__Aim of the exercise__. Only the lines from the top of the data through the line containing "pub trait Notifier: Send" should be duplicated, exactly as they appear.

__Dataset content__.

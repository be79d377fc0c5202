//! Output formatting: table, JSON, plain.
//!
//! Table uses `tabled`, structured formats use serde, plain emits one
//! identifier per line.

use std::io::{self, Write};

use tabled::{Table, Tabled, settings::Style};

use crate::cli::OutputFormat;
use crate::error::CliError;

/// Render a list of serde-serializable items in the chosen format.
pub fn render_list<T, R>(
    format: OutputFormat,
    data: &[T],
    to_row: impl Fn(&T) -> R,
    id_fn: impl Fn(&T) -> String,
) -> Result<String, CliError>
where
    T: serde::Serialize,
    R: Tabled,
{
    Ok(match format {
        OutputFormat::Table => {
            let rows: Vec<R> = data.iter().map(to_row).collect();
            Table::new(rows).with(Style::rounded()).to_string()
        }
        OutputFormat::Json => serde_json::to_string_pretty(data)?,
        OutputFormat::JsonCompact => serde_json::to_string(data)?,
        OutputFormat::Plain => data.iter().map(id_fn).collect::<Vec<_>>().join("\n"),
    })
}

/// Print the rendered output to stdout, respecting quiet mode.
pub fn print_output(output: &str, quiet: bool) {
    if quiet || output.is_empty() {
        return;
    }
    let mut stdout = io::stdout().lock();
    let _ = writeln!(stdout, "{output}");
}
// ── Notifiers ──
//
// `Notifier` is the delivery seam. `HttpNotifier` posts to the Telegram
// Bot API or to an ntfy topic, chosen per message by `NotificationService`.

use async_trait::async_trait;
use secrecy::ExposeSecret;
use serde_json::json;
use tracing::debug;
use url::Url;

use crate::config::{NotificationService, NotifyConfig, TelegramTarget};
use crate::error::WatchError;

#[async_trait]
pub trait Notifier: Send + Sync {
    async fn send(&self, message: &str, channel: NotificationService) -> Result<(), WatchError>;
}

/// Telegram + ntfy over HTTPS.
pub struct HttpNotifier {
    http: reqwest::Client,
    telegram: Option<TelegramTarget>,
    telegram_api: Url,
    ntfy_url: Option<Url>,
}

impl HttpNotifier {
    pub fn new(config: &NotifyConfig) -> Result<Self, WatchError> {
        let http = reqwest::Client::builder()
            .timeout(config.timeout)
            .user_agent(concat!("unifly-watch/", env!("CARGO_PKG_VERSION")))
            .build()
            .map_err(|e| WatchError::Config {
                message: format!("failed to build notification HTTP client: {e}"),
            })?;
        Ok(Self {
            http,
            telegram: config.telegram.clone(),
            telegram_api: config.telegram_api.clone(),
            ntfy_url: config.ntfy_url.clone(),
        })
    }

    async fn send_telegram(&self, message: &str) -> Result<(), WatchError> {
        let target = self
            .telegram
            .as_ref()
            .ok_or_else(|| not_configured(NotificationService::Telegram))?;
        let url = format!(
            "{}/bot{}/sendMessage",
            self.telegram_api.as_str().trim_end_matches('/'),
            target.bot_token.expose_secret()
        );
        debug!(chat_id = %target.chat_id, "sending Telegram notification");
        let resp = self
            .http
            .post(url)
            .json(&json!({
                "chat_id": target.chat_id,
                "text": message,
                "parse_mode": "HTML",
            }))
            .send()
            .await
            .map_err(|e| delivery(NotificationService::Telegram, e))?;
        check_status(NotificationService::Telegram, resp).await
    }

    async fn send_ntfy(&self, message: &str) -> Result<(), WatchError> {
        let url = self
            .ntfy_url
            .clone()
            .ok_or_else(|| not_configured(NotificationService::Ntfy))?;
        debug!(topic = %url, "sending ntfy notification");
        let resp = self
            .http
            .post(url)
            .body(message.to_owned())
            .send()
            .await
            .map_err(|e| delivery(NotificationService::Ntfy, e))?;
        check_status(NotificationService::Ntfy, resp).await
    }
}

#[async_trait]
impl Notifier for HttpNotifier {
    async fn send(&self, message: &str, channel: NotificationService) -> Result<(), WatchError> {
        match channel {
            NotificationService::Telegram => self.send_telegram(message).await,
            NotificationService::Ntfy => self.send_ntfy(message).await,
        }
    }
}

fn not_configured(channel: NotificationService) -> WatchError {
    WatchError::Delivery {
        channel: channel.to_string(),
        reason: "channel is not configured".into(),
    }
}

/// Transport failure; the URL is stripped because it carries the bot token.
fn delivery(channel: NotificationService, err: reqwest::Error) -> WatchError {
    WatchError::Delivery {
        channel: channel.to_string(),
        reason: err.without_url().to_string(),
    }
}

async fn check_status(
    channel: NotificationService,
    resp: reqwest::Response,
) -> Result<(), WatchError> {
    let status = resp.status();
    if status.is_success() {
        return Ok(());
    }
    let body = resp.text().await.unwrap_or_default();
    let preview: String = body.chars().take(200).collect();
    Err(WatchError::Delivery {
        channel: channel.to_string(),
        reason: format!("HTTP {status}: {preview}"),
    })
}
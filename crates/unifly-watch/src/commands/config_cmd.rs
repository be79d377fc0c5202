//! `config` subcommands.

use secrecy::SecretString;

use crate::cli::{ConfigArgs, ConfigCommand, GlobalOpts, OutputFormat};
use crate::error::CliError;
use crate::output;

pub fn handle(args: &ConfigArgs, global: &GlobalOpts) -> Result<(), CliError> {
    match args.command {
        // ── Path ────────────────────────────────────────────────────
        ConfigCommand::Path => {
            let path = global
                .config
                .clone()
                .unwrap_or_else(unifly_watch_config::config_path);
            output::print_output(&path.display().to_string(), global.quiet);
            Ok(())
        }

        // ── Show ────────────────────────────────────────────────────
        ConfigCommand::Show => {
            let (config, _) = super::load(global)?;
            let redacted = config.redacted();
            let out = match global.output {
                OutputFormat::Json => serde_json::to_string_pretty(&redacted)?,
                OutputFormat::JsonCompact => serde_json::to_string(&redacted)?,
                OutputFormat::Table | OutputFormat::Plain => toml::to_string_pretty(&redacted)?,
            };
            output::print_output(&out, global.quiet);
            Ok(())
        }

        // ── SetPassword ─────────────────────────────────────────────
        ConfigCommand::SetPassword => {
            let (config, path) = super::load(global)?;
            let username = config.controller.username.clone().ok_or_else(|| {
                CliError::config(
                    unifly_watch_config::ConfigError::Missing {
                        field: "controller.username".into(),
                    },
                    &path,
                )
            })?;

            let secret = rpassword::prompt_password(format!("Password for {username}: "))?;
            if secret.is_empty() {
                return Err(CliError::Validation {
                    field: "password".into(),
                    reason: "value cannot be empty".into(),
                });
            }
            unifly_watch_config::store_password(&username, &SecretString::from(secret))
                .map_err(|e| CliError::config(e, &path))?;
            eprintln!("Password for '{username}' stored in the system keyring.");
            Ok(())
        }
    }
}
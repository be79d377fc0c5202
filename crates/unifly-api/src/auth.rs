/// The platform type of the UniFi controller.
///
/// Determines URL prefixes and login paths for the legacy API.
#[derive(Debug, Clone, Copy, PartialEq, Eq)]
pub enum ControllerPlatform {
    /// UniFi OS device (UDM, UCG, etc.) -- port 443, `/proxy/network/` prefix.
    UnifiOs,
    /// Standalone Network Application (Java) -- port 8443, no prefix.
    ClassicController,
}

impl ControllerPlatform {
    /// The path prefix for legacy API endpoints.
    pub fn legacy_prefix(self) -> &'static str {
        match self {
            Self::UnifiOs => "/proxy/network",
            Self::ClassicController => "",
        }
    }

    /// The login endpoint path.
    pub fn login_path(self) -> &'static str {
        match self {
            Self::UnifiOs => "/api/auth/login",
            Self::ClassicController => "/api/login",
        }
    }

    /// The logout endpoint path.
    pub fn logout_path(self) -> &'static str {
        match self {
            Self::UnifiOs => "/api/auth/logout",
            Self::ClassicController => "/api/logout",
        }
    }
}
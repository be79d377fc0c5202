// ── Reconciliation ──
//
// Pure decision step: given one snapshot and the known-id cache, decide
// who gets a notification and who gets remembered. No I/O happens here;
// the watcher delivers the results.

use crate::config::WatchConfig;
use crate::message;
use crate::model::{ClientRecord, KnownDevice, KnownIds, NotificationRequest};

/// Decisions for one snapshot, in snapshot order.
#[derive(Debug, Clone, Default, PartialEq, Eq)]
pub struct Reconciliation {
    pub notifications: Vec<NotificationRequest>,
    pub newly_known: Vec<KnownDevice>,
}

/// Compare `snapshot` against `known`.
///
/// A remembered id is inserted into `known` immediately, so a client
/// listed twice in one snapshot is remembered once.
pub fn reconcile(
    snapshot: &[ClientRecord],
    known: &mut KnownIds,
    config: &WatchConfig,
) -> Reconciliation {
    let mut out = Reconciliation::default();

    for record in snapshot {
        let id = record.canonical_id(config.id_source);
        let is_new = !known.contains(id);

        if config.always_notify || is_new {
            out.notifications.push(NotificationRequest {
                message: message::device_seen(record, config.notification_service),
                channel: config.notification_service,
            });
        }

        if is_new && config.remember_new_devices {
            known.insert(id);
            out.newly_known
                .push(KnownDevice::from_client(record, config.id_source));
        }
    }

    out
}

#[cfg(test)]
mod tests {
    use super::*;
    use crate::config::IdSource;

    fn client(id: &str, name: &str) -> ClientRecord {
        ClientRecord {
            display_name: Some(name.into()),
            ..ClientRecord::new(id)
        }
    }

    #[test]
    fn new_device_notifies_and_is_remembered() {
        let mut known = KnownIds::default();
        let out = reconcile(
            &[client("AA:BB", "Phone")],
            &mut known,
            &WatchConfig::default(),
        );

        assert_eq!(out.notifications.len(), 1);
        assert_eq!(out.newly_known.len(), 1);
        assert_eq!(out.newly_known[0].id, "AA:BB");
        assert_eq!(out.newly_known[0].display_name, "Phone");
        assert!(known.contains("AA:BB"));
    }

    #[test]
    fn known_device_is_silent_without_always_notify() {
        let mut known = KnownIds::from_seed(["AA:BB"]);
        let out = reconcile(
            &[client("AA:BB", "Phone")],
            &mut known,
            &WatchConfig::default(),
        );
        assert_eq!(out, Reconciliation::default());
    }

    #[test]
    fn always_notify_covers_known_devices_but_never_remembers_them() {
        let mut known = KnownIds::from_seed(["AA:BB"]);
        let config = WatchConfig {
            always_notify: true,
            ..WatchConfig::default()
        };
        let out = reconcile(&[client("AA:BB", "Phone")], &mut known, &config);
        assert_eq!(out.notifications.len(), 1);
        assert!(out.newly_known.is_empty());
    }

    #[test]
    fn duplicate_ids_in_one_snapshot_are_remembered_once() {
        let mut known = KnownIds::default();
        let snapshot = [client("AA:BB", "Phone"), client("AA:BB", "Phone")];
        let out = reconcile(&snapshot, &mut known, &WatchConfig::default());
        assert_eq!(out.newly_known.len(), 1);
        assert_eq!(out.notifications.len(), 1);
    }

    #[test]
    fn remember_disabled_notifies_every_pass() {
        let config = WatchConfig {
            remember_new_devices: false,
            ..WatchConfig::default()
        };
        let mut known = KnownIds::default();
        let snapshot = [client("AA:BB", "Phone")];

        let first = reconcile(&snapshot, &mut known, &config);
        let second = reconcile(&snapshot, &mut known, &config);
        assert_eq!(first.notifications.len(), 1);
        assert_eq!(second.notifications.len(), 1);
        assert!(first.newly_known.is_empty());
        assert!(known.is_empty());
    }

    #[test]
    fn empty_snapshot_produces_nothing() {
        let mut known = KnownIds::default();
        let out = reconcile(&[], &mut known, &WatchConfig::default());
        assert_eq!(out, Reconciliation::default());
    }

    #[test]
    fn controller_id_mode_keys_on_alt_id() {
        let config = WatchConfig {
            id_source: IdSource::ControllerId,
            ..WatchConfig::default()
        };
        let mut known = KnownIds::from_seed(["aa:bb"]);
        let record = ClientRecord {
            alt_id: Some("60d0c0ffee".into()),
            ..client("aa:bb", "Phone")
        };
        let out = reconcile(&[record], &mut known, &config);
        assert_eq!(out.newly_known.len(), 1);
        assert_eq!(out.newly_known[0].id, "60d0c0ffee");
    }

    #[test]
    fn notifications_follow_snapshot_order() {
        let mut known = KnownIds::default();
        let snapshot = [client("one", "First"), client("two", "Second")];
        let out = reconcile(&snapshot, &mut known, &WatchConfig::default());
        assert!(out.notifications[0].message.contains("First"));
        assert!(out.notifications[1].message.contains("Second"));
    }
}
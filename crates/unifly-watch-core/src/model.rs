// ── Domain types ──
//
// Client snapshots, persisted devices, the event log and the in-memory
// known-id cache. Optional client fields resolve to their display
// fallbacks here and nowhere else.

use std::collections::HashSet;

use chrono::{DateTime, Utc};
use serde::{Deserialize, Serialize};
use strum::{AsRefStr, Display, EnumString};

use crate::config::{IdSource, NotificationService};

pub const UNKNOWN_NAME: &str = "Unknown";
pub const NOT_AVAILABLE: &str = "N/A";
pub const UNASSIGNED_IP: &str = "Unassigned";

/// Kind of client record reported by the controller.
#[derive(Debug, Clone, Copy, Default, PartialEq, Eq, Serialize, Deserialize)]
pub enum RecordType {
    /// Regular wired or wireless station.
    #[default]
    Station,
    /// Teleport (VPN) client: no MAC, no LAN network.
    Teleport,
}

/// One connected client from a snapshot. Lives for a single poll.
#[derive(Debug, Clone, Default, PartialEq, Eq, Serialize, Deserialize)]
pub struct ClientRecord {
    /// Native identifier (MAC address).
    pub id: String,
    /// Controller-assigned identifier, used in [`IdSource::ControllerId`] mode.
    pub alt_id: Option<String>,
    pub display_name: Option<String>,
    pub ip: Option<String>,
    pub host_name: Option<String>,
    pub is_wired: bool,
    pub network: Option<String>,
    pub record_type: RecordType,
}

impl ClientRecord {
    pub fn new(id: impl Into<String>) -> Self {
        Self {
            id: id.into(),
            ..Self::default()
        }
    }

    /// The identifier this record is tracked under.
    pub fn canonical_id(&self, source: IdSource) -> &str {
        match source {
            IdSource::Mac => &self.id,
            IdSource::ControllerId => self.alt_id.as_deref().unwrap_or(&self.id),
        }
    }

    pub fn display_name(&self) -> &str {
        self.display_name.as_deref().unwrap_or(UNKNOWN_NAME)
    }

    pub fn host_name(&self) -> &str {
        self.host_name.as_deref().unwrap_or(NOT_AVAILABLE)
    }

    pub fn ip(&self) -> &str {
        self.ip.as_deref().unwrap_or(UNASSIGNED_IP)
    }

    pub fn network(&self) -> &str {
        match (self.network.as_deref(), self.record_type) {
            (Some(network), _) => network,
            (None, RecordType::Teleport) => "Teleport",
            (None, RecordType::Station) => NOT_AVAILABLE,
        }
    }

    pub fn connection_label(&self) -> &'static str {
        match self.record_type {
            RecordType::Teleport => "Teleport",
            RecordType::Station if self.is_wired => "Wired",
            RecordType::Station => "Wireless",
        }
    }
}

/// A device persisted in the store.
#[derive(Debug, Clone, PartialEq, Eq, Serialize, Deserialize)]
pub struct KnownDevice {
    pub id: String,
    pub display_name: String,
    pub host_name: String,
    /// `None` while present; otherwise when the device was first seen missing.
    pub last_seen_absent: Option<DateTime<Utc>>,
}

impl KnownDevice {
    /// Build the row remembered for a newly seen client.
    pub fn from_client(record: &ClientRecord, source: IdSource) -> Self {
        Self {
            id: record.canonical_id(source).to_owned(),
            display_name: record.display_name().to_owned(),
            host_name: record.host_name().to_owned(),
            last_seen_absent: None,
        }
    }
}

#[derive(
    Debug, Clone, Copy, PartialEq, Eq, Display, EnumString, AsRefStr, Serialize, Deserialize,
)]
#[strum(serialize_all = "lowercase")]
#[serde(rename_all = "lowercase")]
pub enum EventKind {
    Added,
    Removed,
}

/// Entry of the append-only event log.
#[derive(Debug, Clone, PartialEq, Eq, Serialize, Deserialize)]
pub struct DeviceEvent {
    pub occurred_at: DateTime<Utc>,
    pub kind: EventKind,
    pub device_id: String,
    pub display_name: String,
    pub host_name: String,
}

/// A message the loop should hand to the notifier.
#[derive(Debug, Clone, PartialEq, Eq)]
pub struct NotificationRequest {
    pub message: String,
    pub channel: NotificationService,
}

/// Seed identifiers plus every persisted device id.
#[derive(Debug, Clone, Default, PartialEq, Eq)]
pub struct KnownIds(HashSet<String>);

impl KnownIds {
    /// Build from seed identifiers, trimming whitespace and dropping blanks.
    pub fn from_seed<I, S>(seed: I) -> Self
    where
        I: IntoIterator<Item = S>,
        S: AsRef<str>,
    {
        let mut ids = Self::default();
        for id in seed {
            ids.insert(id.as_ref());
        }
        ids
    }

    pub fn contains(&self, id: &str) -> bool {
        self.0.contains(id)
    }

    /// Returns `true` if the id was not known before.
    pub fn insert(&mut self, id: &str) -> bool {
        let id = id.trim();
        if id.is_empty() {
            return false;
        }
        self.0.insert(id.to_owned())
    }

    pub fn len(&self) -> usize {
        self.0.len()
    }

    pub fn is_empty(&self) -> bool {
        self.0.is_empty()
    }

    pub fn remove(&mut self, id: &str) -> bool {
        self.0.remove(id.trim())
    }
}
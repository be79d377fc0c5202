mod cli;
mod commands;
mod error;
mod output;

use clap::Parser;
use tracing_subscriber::EnvFilter;

use crate::cli::{Cli, Command, LogFormat};
use crate::error::CliError;

#[tokio::main]
async fn main() {
    let cli = Cli::parse();

    init_tracing(cli.global.verbose, cli.global.log_format);

    if let Err(err) = run(&cli).await {
        let code = err.exit_code();
        eprintln!("{:?}", miette::Report::new(err));
        std::process::exit(code);
    }
}

fn init_tracing(verbosity: u8, format: LogFormat) {
    let filter = match verbosity {
        0 => "warn",
        1 => "info",
        2 => "debug",
        _ => "trace",
    };
    let filter = EnvFilter::try_from_default_env().unwrap_or_else(|_| EnvFilter::new(filter));

    let builder = tracing_subscriber::fmt()
        .with_env_filter(filter)
        .with_target(false)
        .with_writer(std::io::stderr);
    match format {
        LogFormat::Text => builder.init(),
        LogFormat::Json => builder.json().init(),
    }
}

async fn run(cli: &Cli) -> Result<(), CliError> {
    match &cli.command {
        Command::Run(args) => commands::run::handle(args, &cli.global).await,
        Command::Devices => commands::store::devices(&cli.global),
        Command::Events(args) => commands::store::events(args, &cli.global),
        Command::Config(args) => commands::config_cmd::handle(args, &cli.global),
        Command::Completions(args) => {
            use clap::CommandFactory;
            use clap_complete::generate;

            let mut cmd = Cli::command();
            generate(args.shell, &mut cmd, "unifly-watch", &mut std::io::stdout());
            Ok(())
        }
    }
}
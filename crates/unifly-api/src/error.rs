use thiserror::Error;

/// Top-level error type for the `unifly-api` crate.
///
/// Covers authentication, transport and legacy-API failures.
/// `unifly-watch-core` maps these into its own error kinds.
#[derive(Debug, Error)]
pub enum Error {
    // ── Authentication ──────────────────────────────────────────────
    /// Login failed (wrong credentials, account locked, etc.)
    #[error("Authentication failed: {message}")]
    Authentication { message: String },

    // ── Transport ───────────────────────────────────────────────────
    /// HTTP transport error (connection refused, DNS failure, etc.)
    #[error("HTTP transport error: {0}")]
    Transport(#[from] reqwest::Error),

    /// URL parsing error.
    #[error("Invalid URL: {0}")]
    InvalidUrl(#[from] url::ParseError),

    /// TLS handshake or certificate error.
    #[error("TLS error: {0}")]
    Tls(String),

    // ── Legacy API ──────────────────────────────────────────────────
    /// Error from the legacy API (parsed from the `{meta: {rc, msg}}` envelope).
    #[error("Legacy API error: {message}")]
    LegacyApi { message: String },

    // ── Data ────────────────────────────────────────────────────────
    /// JSON deserialization failed, with the raw body for debugging.
    #[error("Deserialization error: {message}")]
    Deserialization { message: String, body: String },
}

impl Error {
    /// Returns `true` if the controller rejected the session and a fresh
    /// login might resolve it.
    pub fn is_auth_expired(&self) -> bool {
        matches!(self, Self::Authentication { .. })
    }
}
#[derive(Debug, Clone, Deserialize, Serialize)]
pub struct NotifySection {
    /// "telegram" or "ntfy".
    #[serde(default = "default_service")]
    pub service: String,

    pub telegram_bot_token: Option<String>,

    /// Chat id; numeric ids may be written as TOML integers.
    #[serde(default, deserialize_with = "string_or_number")]
    pub telegram_chat_id: Option<String>,

    /// Full ntfy topic URL.
    pub ntfy_url: Option<String>,

    /// Delivery timeout in seconds.
    #[serde(default = "default_timeout")]
    pub timeout: u64,
}

impl Default for NotifySection {
    fn default() -> Self {
        Self {
            service: default_service(),
            telegram_bot_token: None,
            telegram_chat_id: None,
            ntfy_url: None,
            timeout: default_timeout(),
        }
    }
}

#[derive(Debug, Clone, Deserialize, Serialize)]
pub struct WatchSection {
    /// Seconds between cycles.
    #[serde(default = "default_check_interval")]
    pub check_interval: u64,

    /// Seconds to wait after a failed listing before reconnecting.
    #[serde(default = "default_recovery_delay")]
    pub recovery_delay: u64,

    #[serde(default)]
    pub always_notify: bool,

    #[serde(default = "default_true")]
    pub remember_new_devices: bool,

    #[serde(default)]
    pub remove_old_devices: bool,

    /// Seconds a device must stay absent before it is removed.
    #[serde(default = "default_remove_delay")]
    pub remove_delay: u64,

    #[serde(default)]
    pub notify_on_error: bool,

    #[serde(default)]
    pub exit_on_error: bool,

    #[serde(default)]
    pub notify_on_removal: bool,

    /// Always-known ids: a TOML array or a comma-separated string.
    #[serde(default, deserialize_with = "id_list")]
    pub known_macs: Vec<String>,

    /// SQLite database path. Defaults to the platform data directory.
    pub database: Option<PathBuf>,
}

impl Default for WatchSection {
    fn default() -> Self {
        Self {
            check_interval: default_check_interval(),
            recovery_delay: default_recovery_delay(),
            always_notify: false,
            remember_new_devices: true,
            remove_old_devices: false,
            remove_delay: default_remove_delay(),
            notify_on_error: false,
            exit_on_error: false,
            notify_on_removal: false,
            known_macs: Vec::new(),
            database: None,
        }
    }
}

fn default_site() -> String {
    "default".into()
}
fn default_true() -> bool {
    true
}
fn default_timeout() -> u64 {
    30
}
fn default_id_source() -> String {
    "mac".into()
}
fn default_service() -> String {
    "telegram".into()
}
fn default_check_interval() -> u64 {
    60
}
fn default_recovery_delay() -> u64 {
    10
}
fn default_remove_delay() -> u64 {
    86_400
}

__Response to the task__.
repository be79d377fc0c5202
//! Output formatting: table, JSON, plain.
//!
//! Table uses `tabled`, structured formats use serde, plain emits one
//! identifier per line.

use std::io::{self, Write};

use tabled::{Table, Tabled, settings::Style};

use crate::cli::OutputFormat;
use crate::error::CliError;

/// Render a list of serde-serializable items in the chosen format.
pub fn render_list<T, R>(
    format: OutputFormat,
    data: &[T],
    to_row: impl Fn(&T) -> R,
    id_fn: impl Fn(&T) -> String,
) -> Result<String, CliError>
where
    T: serde::Serialize,
    R: Tabled,
{
    Ok(match format {
        OutputFormat::Table => {
            let rows: Vec<R> = data.iter().map(to_row).collect();
            Table::new(rows).with(Style::rounded()).to_string()
        }
        OutputFormat::Json => serde_json::to_string_pretty(data)?,
        OutputFormat::JsonCompact => serde_json::to_string(data)?,
        OutputFormat::Plain => data.iter().map(id_fn).collect::<Vec<_>>().join("\n"),
    })
}

/// Print the rendered output to stdout, respecting quiet mode.
pub fn print_output(output: &str, quiet: bool) {
    if quiet || output.is_empty() {
        return;
    }
    let mut stdout = io::stdout().lock();
    let _ = writeln!(stdout, "{output}");
}
// ── Notifiers ──
//
// `Notifier` is the delivery seam. `HttpNotifier` posts to the Telegram
// Bot API or to an ntfy topic, chosen per message by `NotificationService`.

use async_trait::async_trait;
use secrecy::ExposeSecret;
use serde_json::json;
use tracing::debug;
use url::Url;

use crate::config::{NotificationService, NotifyConfig, TelegramTarget};
use crate::error::WatchError;

#[async_trait]
pub trait Notifier: Send + Sync {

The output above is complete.